L’interfédération élargie (CNAPE, FNAT, UNAPEI, UNAF, ANJI, ANDP, ANMJPM et FNMJPM) qui organise ces assises regroupe despartenaires reconnus et précieux des pouvoirs publics.
Je saisis donc l’occasion qui m’est ici donnée de rendre hommage au travail remarquable de tous ceux qui jour après jour, grâce à leur dévouement et avec toute leur énergie écoutent, accueillent et accompagnent les plus vulnérables d’entre nous et leur famille. Je veux saluer cet engagement dont je mesure le rôle essentiel et auquel je suis très sensible.
La protection juridique des majeurs concernait, en 2005, 700 000 personnes.

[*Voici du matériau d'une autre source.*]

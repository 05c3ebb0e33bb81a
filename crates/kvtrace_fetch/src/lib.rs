//! kvtrace Acquisition
//!
//! Makes sure the session snapshot and the compressed trace are present in a
//! work directory, downloading what is missing, and prepares a throwaway
//! working copy of the snapshot so replay never mutates the original.

#![warn(missing_docs)]
#![warn(clippy::all)]

pub mod error;
pub mod fetch;
pub mod workdir;

pub use error::FetchError;
pub use fetch::{ensure_artifacts, ensure_artifacts_with, Artifacts, FetchConfig};
pub use workdir::prepare_working_copy;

En 2016, elles étaient 725 000 [1]. L’objectif premier de la loi de 2007, tendant à contenir la croissance du nombre de mesures, a donc été atteint malgré l’accélération du vieillissement de la population dans cet intervalle. Force est toutefois de constater que le nombre de mesures prononcées n’a pas diminué, contrairement à ce qui était attendu.
S’il existe un consensus général sur la qualité de la réforme de 2007, qui a constitué un indéniable progrès sur le plan des droits des majeurs protégés, sa mise en œuvre appelle néanmoins des questions, à l’image des rapports respectifs de la Cour des comptes et du Défenseur des droits en septembre 2016. Au terme de ces dix années, nous devons donc réfléchir à des évolutions.

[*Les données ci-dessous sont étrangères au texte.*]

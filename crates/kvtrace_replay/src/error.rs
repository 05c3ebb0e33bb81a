//! Replay errors.
//!
//! Every variant is fatal: the engine stops at the record that raised it.

use crate::engine::ReplayState;
use kvtrace_core::{CoreError, HandleId, OpKind};
use kvtrace_storage::StoreError;
use std::fmt;

/// Kind of live handle
#[derive(Debug, Clone, Copy, PartialEq, Eq, Hash)]
pub enum HandleKind {
    /// Open write transaction
    Batch,
    /// Open read cursor
    Iterator,
}

impl fmt::Display for HandleKind {
    fn fmt(&self, f: &mut fmt::Formatter<'_>) -> fmt::Result {
        match self {
            Self::Batch => write!(f, "batch"),
            Self::Iterator => write!(f, "iter"),
        }
    }
}

/// Replay failure, tagged with the zero-based record number that raised it
#[derive(Debug, thiserror::Error)]
pub enum ReplayError {
    /// Record belongs to a different session than the first record
    #[error("Database mismatch at record {seq}: wanted prefix {expected:?}, got {actual:?}")]
    SessionMismatch {
        /// Record number
        seq: u64,
        /// Session id of the first record
        expected: String,
        /// Offending session id
        actual: String,
    },

    /// Record addresses a batch or iterator that is not open
    #[error("Cannot find {kind} {handle} at record {seq}")]
    HandleNotFound {
        /// Record number
        seq: u64,
        /// Kind of handle looked up
        kind: HandleKind,
        /// Handle suffix looked up
        handle: HandleId,
    },

    /// `dbClose` while batches or iterators are still open
    #[error("dbClose at record {seq} with {batches} opened batches and {iterators} opened iters")]
    LeakedResources {
        /// Record number
        seq: u64,
        /// Open batches
        batches: usize,
        /// Open iterators
        iterators: usize,
    },

    /// Write request while a batch holds the single writer; the store would block forever
    #[error("{op} at record {seq} needs the writer held by open batch {batch}")]
    WriterConflict {
        /// Record number
        seq: u64,
        /// Requested operation
        op: OpKind,
        /// Batch holding the writer
        batch: HandleId,
    },

    /// Session id whose handle suffix cannot be extracted
    #[error("Invalid handle at record {seq}: {source}")]
    InvalidHandle {
        /// Record number
        seq: u64,
        /// Extraction failure
        source: CoreError,
    },

    /// Store failure
    #[error("Store error at record {seq}: {source}")]
    Store {
        /// Record number
        seq: u64,
        /// Store error, unchanged
        source: StoreError,
    },

    /// Engine already ran
    #[error("Replay engine is {state}, not idle")]
    NotIdle {
        /// Current state
        state: ReplayState,
    },
}

impl ReplayError {
    /// Record number that raised the error, if any
    #[must_use]
    pub const fn seq(&self) -> Option<u64> {
        match self {
            Self::SessionMismatch { seq, .. }
            | Self::HandleNotFound { seq, .. }
            | Self::LeakedResources { seq, .. }
            | Self::WriterConflict { seq, .. }
            | Self::InvalidHandle { seq, .. }
            | Self::Store { seq, .. } => Some(*seq),
            Self::NotIdle { .. } => None,
        }
    }
}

Afin de disposer d’éléments précis sur les conditions réelles d’application la loi et sur les publics concernés, d’anticiper les contraintes auxquelles nous devrons faire face, une enquête a été réalisée par le ministère de la justice. L’ensemble des tribunaux d’instance du territoire ont transmis une copie des décisions relatives à l’activité des services des tutelles rendues au cours du mois d’octobre 2015. Au final, 57 583 décisions ont été reçues par le service statistique de la chancellerie.
Les résultats définitifs de cette étude seront publiés au début de l’année 2018 mais je peux déjà vous annoncer qu’elle donne des indications particulièrement éclairantes sur les profils des personnes bénéficiant d’une mesure de protection et sur leurs conditions de vie, qui apparaissent précaires.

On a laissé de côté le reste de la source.